We use the highly malleable bacteriophage λ as a model system for studying event timing in individual cells. Here, an easily observable event (cell lysis) is the result of expression and accumulation of a single protein (holin) in the E. coli cell membrane up to a threshold level. Preliminary data reveals precision in timing: lysis occurs on average at 65 min with a coefficient of variation of less than 5%. Intriguingly, mutations in the holin coding sequence can increase lysis time variation while keeping the mean fixed, illustrating independent tuning of noise in λ’s lysis system. We mathematically model timing of intracellular events as a first-passage time problem, where an event is triggered when a stochastic process (holin level) hits a threshold for the first time. Theoretical predictions are integrated with single-cell lysis time measurements in wild-type λ and strains containing mutations in regulatory regions controlling holin expression. Our preliminary results are promising and indicate that λ uses various mechanisms for buffering noise in order to schedule lysis at an optimal time. Recent publications include “Optimum threshold minimizes noise in timing of intracellular events” and “First-passage time approach to controlling noise in timing of intra-cellular events“
4. Population Dynamics and Evolution of Infectious Diseases
Fifty to one hundred million people, or ~5% of the world’s population died when the last major influenza pandemic swept the globe in 1918. Since then the world’s population has increased by 4.5 billion and its connectivity prompts the term “global village”. If, in today’s world, direct contact transmitted HIV can cause ~60 million infections and ~30 million deaths, then a highly virulent airborne virus would be catastrophic. Unfortunately it is not a case of if, but when. Yet our understanding of emerging infectious diseases has only increased superficially since 1918. We still have no answers to basic questions. Why and how do viruses switch hosts? Why do some viruses, such as HIV, spread pandemically through populations whereas others, such as influenza A virus H5N1, appear briefly before petering out? How do viruses evolve in mixed host populations? These questions can be addressed using theory from evolutionary ecology.
To explore emergence from an evolutionary ecological perspective, we study the dynamics of bacteriophage phi6 infection of a native host Pseudomonas phaseolicola and a novel host P. pseudoalcaligenes. The long term goal is to understand the population dynamics of viral adaptation to new host types.

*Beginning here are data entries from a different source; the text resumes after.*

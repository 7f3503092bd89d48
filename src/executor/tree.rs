//! Process-tree discovery and termination.
//!
//! Descendants are found by an explicit breadth-first walk over a snapshot of
//! `(pid, ppid)` pairs rather than by process-group membership: analyzers are
//! free to call `setsid()` or put helpers in their own groups, but they cannot
//! hide from their parent links.
//!
//! The snapshot comes from `/proc` on Linux and from `ps` elsewhere.

use nix::errno::Errno;
use nix::sys::signal::{self, Signal};
use nix::unistd::Pid;
use std::collections::{HashMap, HashSet, VecDeque};
use std::io;
use std::time::{Duration, Instant};
use tracing::{debug, trace};

/// How often liveness is re-checked while waiting out the grace window.
const REAP_POLL_INTERVAL: Duration = Duration::from_millis(50);

/// A point-in-time view of the parent/child links between processes.
#[derive(Debug, Default, Clone)]
pub struct ProcessTable {
    children: HashMap<Pid, Vec<Pid>>,
}

impl ProcessTable {
    /// Build a table from `(pid, ppid)` pairs.
    pub fn from_pairs(pairs: impl IntoIterator<Item = (Pid, Pid)>) -> Self {
        let mut children: HashMap<Pid, Vec<Pid>> = HashMap::new();
        for (pid, ppid) in pairs {
            if pid != ppid {
                children.entry(ppid).or_default().push(pid);
            }
        }
        Self { children }
    }

    /// Snapshot the live process table of this machine.
    pub fn snapshot() -> io::Result<Self> {
        read_process_pairs().map(Self::from_pairs)
    }

    /// Direct children of `pid`.
    pub fn children_of(&self, pid: Pid) -> &[Pid] {
        self.children.get(&pid).map(Vec::as_slice).unwrap_or(&[])
    }

    /// All transitive descendants of `root`, breadth-first, `root` excluded.
    ///
    /// Parents always come before their children in the returned order.
    pub fn descendants(&self, root: Pid) -> Vec<Pid> {
        let mut seen = HashSet::from([root]);
        let mut queue = VecDeque::from([root]);
        let mut found = Vec::new();

        while let Some(pid) = queue.pop_front() {
            for &child in self.children_of(pid) {
                if seen.insert(child) {
                    found.push(child);
                    queue.push_back(child);
                }
            }
        }
        found
    }
}

/// Outcome of a tree termination, for logging.
#[derive(Debug, Default, Clone, PartialEq, Eq)]
pub struct KillReport {
    /// Processes that received SIGTERM.
    pub terminated: usize,
    /// Processes that ignored SIGTERM for the whole grace window.
    pub killed: usize,
    /// Processes that were already gone when signalled.
    pub vanished: usize,
}

/// Terminate every descendant of `root`, and `root` itself when
/// `include_root` is set.
///
/// SIGTERM goes out to the whole set first; whatever is still running after
/// `grace` gets SIGKILL. Processes that disappear along the way count as
/// success. The caller remains responsible for reaping `root` if it is its
/// own child.
pub fn kill_tree(root: Pid, include_root: bool, grace: Duration) -> KillReport {
    let mut targets = match ProcessTable::snapshot() {
        Ok(table) => table.descendants(root),
        Err(e) => {
            debug!(pid = root.as_raw(), error = %e, "Process table unavailable, signalling root only");
            Vec::new()
        }
    };
    if include_root {
        targets.insert(0, root);
    }
    terminate_all(&targets, grace)
}

/// Graceful-then-forceful termination of an explicit set of processes.
pub fn terminate_all(pids: &[Pid], grace: Duration) -> KillReport {
    let mut report = KillReport::default();
    if pids.is_empty() {
        return report;
    }

    let mut pending = Vec::with_capacity(pids.len());
    for &pid in pids {
        match send(pid, Signal::SIGTERM) {
            Delivery::Sent => {
                trace!(pid = pid.as_raw(), "Sent SIGTERM");
                report.terminated += 1;
                pending.push(pid);
            }
            Delivery::Gone => report.vanished += 1,
        }
    }

    let deadline = Instant::now() + grace;
    loop {
        pending.retain(|&pid| is_alive(pid));
        if pending.is_empty() || Instant::now() >= deadline {
            break;
        }
        std::thread::sleep(REAP_POLL_INTERVAL);
    }

    for pid in pending {
        if let Delivery::Sent = send(pid, Signal::SIGKILL) {
            debug!(pid = pid.as_raw(), "Process ignored SIGTERM, sent SIGKILL");
            report.killed += 1;
        }
    }
    report
}

enum Delivery {
    Sent,
    Gone,
}

fn send(pid: Pid, sig: Signal) -> Delivery {
    match signal::kill(pid, sig) {
        Ok(()) => Delivery::Sent,
        Err(Errno::ESRCH) => Delivery::Gone,
        Err(e) => {
            debug!(pid = pid.as_raw(), signal = ?sig, error = %e, "Failed to signal process");
            Delivery::Gone
        }
    }
}

/// Whether `pid` is running. Zombies count as dead: they hold no resources
/// worth killing and only wait for their parent to reap them.
pub fn is_alive(pid: Pid) -> bool {
    match signal::kill(pid, None) {
        Ok(()) => !is_zombie(pid),
        Err(Errno::EPERM) => true,
        Err(_) => false,
    }
}

#[cfg(target_os = "linux")]
fn is_zombie(pid: Pid) -> bool {
    std::fs::read_to_string(format!("/proc/{}/stat", pid))
        .ok()
        .and_then(|stat| parse_proc_stat(&stat))
        .is_some_and(|entry| entry.state == 'Z' || entry.state == 'X')
}

#[cfg(not(target_os = "linux"))]
fn is_zombie(_pid: Pid) -> bool {
    false
}

/// The fields of `/proc/<pid>/stat` this module needs.
#[derive(Debug, Clone, Copy, PartialEq, Eq)]
pub struct StatEntry {
    pub pid: Pid,
    pub state: char,
    pub ppid: Pid,
}

/// Parse `/proc/<pid>/stat`.
///
/// Format: `pid (comm) state ppid ...`. `comm` may itself contain spaces and
/// parentheses, so the fields after it are located from the last `)`.
pub fn parse_proc_stat(stat: &str) -> Option<StatEntry> {
    let open = stat.find('(')?;
    let close = stat.rfind(')')?;
    let pid: i32 = stat[..open].trim().parse().ok()?;
    let mut rest = stat.get(close + 1..)?.split_whitespace();
    let state = rest.next()?.chars().next()?;
    let ppid: i32 = rest.next()?.parse().ok()?;
    Some(StatEntry {
        pid: Pid::from_raw(pid),
        state,
        ppid: Pid::from_raw(ppid),
    })
}

/// Parse `ps -A -o pid= -o ppid=` output.
#[cfg_attr(target_os = "linux", allow(dead_code))]
pub fn parse_ps_output(output: &str) -> Vec<(Pid, Pid)> {
    output
        .lines()
        .filter_map(|line| {
            let mut fields = line.split_whitespace();
            let pid: i32 = fields.next()?.parse().ok()?;
            let ppid: i32 = fields.next()?.parse().ok()?;
            Some((Pid::from_raw(pid), Pid::from_raw(ppid)))
        })
        .collect()
}

#[cfg(target_os = "linux")]
fn read_process_pairs() -> io::Result<Vec<(Pid, Pid)>> {
    let mut pairs = Vec::new();
    for entry in std::fs::read_dir("/proc")? {
        let Ok(entry) = entry else { continue };
        let name = entry.file_name();
        let Some(name) = name.to_str() else { continue };
        if !name.bytes().all(|b| b.is_ascii_digit()) {
            continue;
        }
        // Processes can exit between readdir and open.
        let Ok(stat) = std::fs::read_to_string(entry.path().join("stat")) else {
            continue;
        };
        if let Some(parsed) = parse_proc_stat(&stat) {
            pairs.push((parsed.pid, parsed.ppid));
        }
    }
    Ok(pairs)
}

#[cfg(not(target_os = "linux"))]
fn read_process_pairs() -> io::Result<Vec<(Pid, Pid)>> {
    let output = std::process::Command::new("ps")
        .args(["-A", "-o", "pid=", "-o", "ppid="])
        .stdin(std::process::Stdio::null())
        .stderr(std::process::Stdio::null())
        .output()?;
    if !output.status.success() {
        return Err(io::Error::other(format!(
            "ps exited with {}",
            output.status
        )));
    }
    Ok(parse_ps_output(&String::from_utf8_lossy(&output.stdout)))
}

#[cfg(test)]
mod tests {
    use super::*;
    use std::process::{Command, Stdio};

    fn pid(n: i32) -> Pid {
        Pid::from_raw(n)
    }

    #[test]
    fn test_descendants_breadth_first() {
        // 1 ─┬─ 10 ─┬─ 100
        //    │      └─ 101 ── 1000
        //    └─ 11
        // 2 ── 20
        let table = ProcessTable::from_pairs([
            (pid(10), pid(1)),
            (pid(11), pid(1)),
            (pid(100), pid(10)),
            (pid(101), pid(10)),
            (pid(1000), pid(101)),
            (pid(20), pid(2)),
        ]);

        assert_eq!(
            table.descendants(pid(1)),
            vec![pid(10), pid(11), pid(100), pid(101), pid(1000)]
        );
        assert_eq!(table.descendants(pid(101)), vec![pid(1000)]);
        assert!(table.descendants(pid(1000)).is_empty());
        assert!(table.descendants(pid(999)).is_empty());
    }

    #[test]
    fn test_descendants_terminates_on_cycles() {
        // A stale snapshot can contain a reused pid that points back up.
        let table = ProcessTable::from_pairs([(pid(2), pid(1)), (pid(3), pid(2)), (pid(1), pid(3))]);
        let found = table.descendants(pid(1));
        assert_eq!(found, vec![pid(2), pid(3)]);
    }

    #[test]
    fn test_self_parent_entries_ignored() {
        let table = ProcessTable::from_pairs([(pid(0), pid(0)), (pid(1), pid(0))]);
        assert_eq!(table.descendants(pid(0)), vec![pid(1)]);
    }

    #[test]
    fn test_parse_proc_stat() {
        let entry = parse_proc_stat("4242 (sleep) S 4241 4242 4242 0 -1 4194304").unwrap();
        assert_eq!(entry.pid, pid(4242));
        assert_eq!(entry.state, 'S');
        assert_eq!(entry.ppid, pid(4241));
    }

    #[test]
    fn test_parse_proc_stat_hostile_comm() {
        let entry = parse_proc_stat("77 (evil) Z 1 (x) R 5) R 12 77 77").unwrap();
        assert_eq!(entry.pid, pid(77));
        assert_eq!(entry.state, 'R');
        assert_eq!(entry.ppid, pid(12));

        assert!(parse_proc_stat("garbage").is_none());
        assert!(parse_proc_stat("12 (x)").is_none());
    }

    #[test]
    fn test_parse_ps_output() {
        let pairs = parse_ps_output("    1     0\n  312     1\nbogus line\n  313   312\n");
        assert_eq!(
            pairs,
            vec![(pid(1), pid(0)), (pid(312), pid(1)), (pid(313), pid(312))]
        );
    }

    #[test]
    fn test_snapshot_sees_own_child() {
        let mut child = Command::new("sleep")
            .arg("30")
            .stdin(Stdio::null())
            .spawn()
            .expect("Failed to spawn sleep");
        let child_pid = pid(child.id() as i32);
        let me = pid(std::process::id() as i32);

        let table = ProcessTable::snapshot().expect("snapshot");
        assert!(table.children_of(me).contains(&child_pid));

        child.kill().unwrap();
        child.wait().unwrap();
    }

    #[test]
    fn test_kill_tree_reaches_grandchildren() {
        // sh forks two sleeps and waits; killing the tree must take all three.
        let mut child = Command::new("sh")
            .args(["-c", "sleep 30 & sleep 30 & wait"])
            .stdin(Stdio::null())
            .spawn()
            .expect("Failed to spawn sh");
        let root = pid(child.id() as i32);

        // Let sh fork its children.
        let deadline = Instant::now() + Duration::from_secs(5);
        while ProcessTable::snapshot().unwrap().descendants(root).len() < 2 {
            assert!(Instant::now() < deadline, "sh never forked");
            std::thread::sleep(Duration::from_millis(20));
        }
        let grandchildren = ProcessTable::snapshot().unwrap().descendants(root);

        let report = kill_tree(root, true, Duration::from_secs(2));
        assert_eq!(report.terminated, 3);
        child.wait().unwrap();

        let deadline = Instant::now() + Duration::from_secs(5);
        while grandchildren.iter().any(|&p| is_alive(p)) {
            assert!(Instant::now() < deadline, "grandchildren survived");
            std::thread::sleep(Duration::from_millis(20));
        }
    }

    #[test]
    fn test_terminate_missing_process_is_not_an_error() {
        // Above any configurable pid_max, so never a live process.
        let gone = pid(0x7fff_fff0);
        assert!(!is_alive(gone));

        let report = terminate_all(&[gone], Duration::from_millis(100));
        assert_eq!(report.vanished, 1);
        assert_eq!(report.terminated, 0);
        assert_eq!(report.killed, 0);
    }

    #[test]
    fn test_empty_target_set() {
        assert_eq!(terminate_all(&[], Duration::from_secs(1)), KillReport::default());
    }
}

We are currently expanding our research on dsRNA viruses into rotaviruses. Like phi6, rotaviruses have a segmented genome giving them the potential to undergo reassortment. A broad cell tropism/host range, make them an especially significant zoonotic pathogen, particularly in children and agricultural environments. We are interested in understanding the fundamental barriers and probabilities of reassortment in rotaviruses. Understanding rotavirus ecology and evolution is only becoming more important given the rapidly changing climate and advancement in agriculture.